“But why?” It is almost always the first question we are asked whenever Brexit comes up in conversation, no matter how tangentially. It is asked with neither rancour nor mockery, but with dismay, incomprehension and with disappointment. For even in Italy, where politics have recently taken an alarming lurch to the right and the current coalition of populist parties are going head to head with Brussels on a range of issues (chiefly migration policy and the budget) the UK’s imminent departure from the EU is seen as a profoundly mis-guided and retrograde step and as the loss of a close and valued friend.
Our bank manager and the clerk in the post office, the women in the town hall who handled our residency application, Mr Blue-Shirt’s barber and the bloke in his favourite tool shop, the chaps in the vehicle licensing office who helped us get our Italian driving licences, my colleagues and the teenagers and managers I teach. Even just the people in the village who hear our English voices or spot our English number plates. As if we are a proxy for the country that they have been watching blunder around in circles from failed negotiation to failed vote and back again in its still fruitless search for a satisfactory means of departure from the organisation that has shaped our lives for more than a generation.
We seldom enter into lengthy explanations, political debate or history lessons. It’s not really what people are interested in, I don’t think. It’s both much bigger and much simpler than that. It seems, rather, that all these people are simply seeking some kind of reassurance that ‘it’s nothing personal’. “We really don’t know,” we reply with a helpless shrug. “We don’t understand it either. It’s madness. And very, very sad.” Heads are shaken, sympathetic looks exchanged. “In our opinion it’s a huge mistake. But at least we have found a way to Remain (everyone knows the terminology). We are here!” A rueful smile and perhaps a tinge of comfort to find that ‘it’s not you, it’s us’, and with that, the conversation moves on.
Only it’s not ‘us’ – Mr Blue-Shirt and me – at all. Both committed Remainers, we have spent almost as much of our adult lives in Europe – in mainland Europe, I mean – as we have in the UK. Through living in in Belgium, France and Germany as well as Italy (all founding members of the European Community, of course) we have long been aware that the EU means so much more than trade or travel, budgets or bureaucracy. For years it has been clear to us that the bonds the EU has forged between nations that had spent centuries at war have played a decisive role in ensuring that not only could it never happen again, but that they have helped make Europe a global power in its own right. Nations that had long been bitter enemies, that had repeatedly been left ravaged and impoverished by conflict and whose borders had been fought over time and time again, have for over sixty years been united in the pursuit of the common goals of peace, prosperity and democracy thanks to the web of co-operation and reciprocity it has woven over the years. So despite the EU’s acknowledged shortcomings we firmly believe they pale into insignificance when compared with the inestimably wider benefits the Union brings – and are certainly infinitely preferable to the hubristic, isolationist alternative that is fast approaching.

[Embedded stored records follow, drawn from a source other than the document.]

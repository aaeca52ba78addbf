use super::{AnalysisStatus, ProviderError, ScanProvider, SubmissionPath, VerdictCounts};
use crate::config::AppConfig;
use async_trait::async_trait;
use bytes::Bytes;
use reqwest::header::ACCEPT;
use reqwest::{RequestBuilder, Response, StatusCode};
use serde_json::Value;
use std::time::Duration;

/// Hash of the EICAR test file, known to every VirusTotal deployment.
const EICAR_SHA256: &str = "275a021bbfb6489e54d471899f7db9d1663fc695ec2fe2a2c4538aabf651fd0f";

#[derive(Debug, Clone)]
pub struct VirusTotalConfig {
    pub api_key: String,
    /// Base URL without trailing slash, e.g. `https://www.virustotal.com/api/v3`
    pub base_url: String,
    /// Applied to every outbound request
    pub timeout: Duration,
}

impl VirusTotalConfig {
    pub fn new(api_key: impl Into<String>, base_url: impl Into<String>) -> Self {
        Self {
            api_key: api_key.into(),
            base_url: base_url.into().trim_end_matches('/').to_string(),
            timeout: Duration::from_secs(30),
        }
    }

    pub fn with_timeout(mut self, timeout: Duration) -> Self {
        self.timeout = timeout;
        self
    }

    pub fn from_app_config(config: &AppConfig) -> Self {
        Self::new(&config.virustotal_api_key, &config.virustotal_api_url)
            .with_timeout(config.provider_timeout())
    }
}

/// VirusTotal v3 client. No retries: one call, one outcome.
pub struct VirusTotalClient {
    config: VirusTotalConfig,
    client: reqwest::Client,
}

impl VirusTotalClient {
    pub fn new(config: VirusTotalConfig) -> Result<Self, ProviderError> {
        if config.api_key.is_empty() {
            tracing::warn!("⚠️  VirusTotal API key is empty; every request will be rejected");
        }

        let client = reqwest::Client::builder()
            .timeout(config.timeout)
            .build()
            .map_err(|e| {
                ProviderError::unavailable("client setup", format!("HTTP client error: {}", e))
            })?;

        Ok(Self { config, client })
    }

    fn authorized(&self, request: RequestBuilder) -> RequestBuilder {
        request
            .header("x-apikey", &self.config.api_key)
            .header(ACCEPT, "application/json")
    }

    fn url(&self, path: &str) -> String {
        format!("{}{}", self.config.base_url, path)
    }

    async fn send(
        &self,
        request: RequestBuilder,
        operation: &'static str,
    ) -> Result<Response, ProviderError> {
        self.authorized(request)
            .send()
            .await
            .map_err(|e| ProviderError::unavailable(operation, e.to_string()))
    }

    async fn request_upload_url(&self) -> Result<String, ProviderError> {
        const OP: &str = "upload url";
        let response = self.send(self.client.get(self.url("/files/upload_url")), OP).await?;
        let body = success_json(response, OP).await?;

        let upload_url = body
            .get("data")
            .and_then(Value::as_str)
            .ok_or_else(|| ProviderError::protocol(OP, "missing 'data' upload URL"))?;

        url::Url::parse(upload_url)
            .map_err(|e| ProviderError::protocol(OP, format!("invalid upload URL: {}", e)))?;

        Ok(upload_url.to_string())
    }

    async fn upload(
        &self,
        target: &str,
        content: Bytes,
        filename: &str,
        operation: &'static str,
    ) -> Result<String, ProviderError> {
        let part = reqwest::multipart::Part::bytes(content.to_vec()).file_name(filename.to_string());
        let form = reqwest::multipart::Form::new().part("file", part);

        let response = self
            .send(self.client.post(target).multipart(form), operation)
            .await?;
        let body = success_json(response, operation).await?;

        body.pointer("/data/id")
            .and_then(Value::as_str)
            .filter(|id| !id.is_empty())
            .map(str::to_string)
            .ok_or_else(|| ProviderError::protocol(operation, "missing 'data.id' in response"))
    }
}

/// Rejects non-success statuses, then decodes the JSON body.
async fn success_json(response: Response, operation: &'static str) -> Result<Value, ProviderError> {
    let status = response.status();
    if !status.is_success() {
        return Err(ProviderError::unavailable(
            operation,
            format!("HTTP {}", status),
        ));
    }

    response
        .json::<Value>()
        .await
        .map_err(|e| ProviderError::protocol(operation, format!("invalid JSON body: {}", e)))
}

/// Stats are final only when present and the analysis is not still queued.
pub(crate) fn parse_analysis(body: &Value) -> AnalysisStatus {
    let attributes = body.pointer("/data/attributes");

    if let Some(state) = attributes
        .and_then(|a| a.get("status"))
        .and_then(Value::as_str)
        && state != "completed"
    {
        return AnalysisStatus::NotReady;
    }

    match attributes
        .and_then(|a| a.get("stats"))
        .and_then(Value::as_object)
    {
        Some(stats) => AnalysisStatus::Completed(VerdictCounts::from_json(stats)),
        None => AnalysisStatus::NotReady,
    }
}

#[async_trait]
impl ScanProvider for VirusTotalClient {
    fn name(&self) -> &'static str {
        "virustotal"
    }

    async fn submit(
        &self,
        content: Bytes,
        filename: &str,
        declared_size: u64,
    ) -> Result<String, ProviderError> {
        match SubmissionPath::for_size(declared_size) {
            SubmissionPath::Direct => {
                tracing::debug!("Submitting {} ({} bytes) directly", filename, declared_size);
                self.upload(&self.url("/files"), content, filename, "submit")
                    .await
            }
            SubmissionPath::UploadUrl => {
                tracing::debug!(
                    "Submitting {} ({} bytes) through a dedicated upload URL",
                    filename,
                    declared_size
                );
                let upload_url = self.request_upload_url().await?;
                self.upload(&upload_url, content, filename, "large submit")
                    .await
            }
        }
    }

    async fn poll(&self, provider_scan_id: &str) -> Result<AnalysisStatus, ProviderError> {
        const OP: &str = "poll";
        let url = self.url(&format!("/analyses/{}", provider_scan_id));
        let response = self.send(self.client.get(url), OP).await?;
        let body = success_json(response, OP).await?;
        Ok(parse_analysis(&body))
    }

    async fn fetch_report(&self, sha256: &str) -> Result<Value, ProviderError> {
        const OP: &str = "report";
        let url = self.url(&format!("/files/{}", sha256));
        let response = self.send(self.client.get(url), OP).await?;

        if response.status() == StatusCode::NOT_FOUND {
            return Err(ProviderError::NotFound(sha256.to_string()));
        }

        let mut body = success_json(response, OP).await?;
        match body.get_mut("data") {
            Some(data) if data.is_object() => Ok(data.take()),
            _ => Err(ProviderError::protocol(OP, "missing 'data' report object")),
        }
    }

    async fn health_check(&self) -> bool {
        match self.fetch_report(EICAR_SHA256).await {
            Ok(_) => true,
            Err(e) => {
                tracing::debug!("VirusTotal health check failed: {}", e);
                false
            }
        }
    }
}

Now, I realise that some may find this a somewhat romantic view, but we have found it reflected back at us to a greater or lesser extent in nearly all of our ‘why?’ conversations. Take the one we had at the town hall last spring. On this occasion we were there to find out what paperwork was required to obtain the health cover we needed to secure residency. While the woman dealing with us was on the phone to the health authority, the colleague she had waved into her cramped and gloomy office to help her get us out of our latest blind alley took up the baton. “So what’s this Brexit thing all about, then?” he asked a little more combatively than most. We took a breath, preparing to respond as we had done so many times before. “Why?” he continued before we could get a word out. “Why? When thousands of your forces died to liberate us from fascism, why do you want to leave the body that came out of that victory and that has made war unthinkable, the body that Churchill dreamt of?” He paused and swallowed hard. “Churchill! Don’t you British know that?!” This was no rheumy-eyed, nostalgic old soldier either, but a man in his forties with no direct experience of those troubled times. Yet for someone whose country had within living memory been devastated by occupation, civil war and dictatorship, there was nothing remotely romantic about over half a century of peace, prosperity and democracy.
His passion and his concern deserved an answer and so we did our best to reassure him that we not only shared his views but also understood why he held them. And to explain that like him, we saw being part of Europe as expression of sovereignty, not its abandonment; an expression of solidarity not capitulation; and of co-operation, not competition; of the belief that when one member prospers, all prosper.
There was so much more we could have said, of course, about free movement, trade, finance, security, science, medicine, education, social justice, as well as all the geo-politics. So many more reasons we could have given him for our deeply-held desire to remain in the EU and our belief in it as a force for good, but his colleague had finished her call and was impatient to get on with her day. So once she had passed on the information she had been given, we merely shook his hand and took our leave, walking from the town hall beneath the twin flags of the Italian Republic and the European Union that fluttered proudly from the balcony.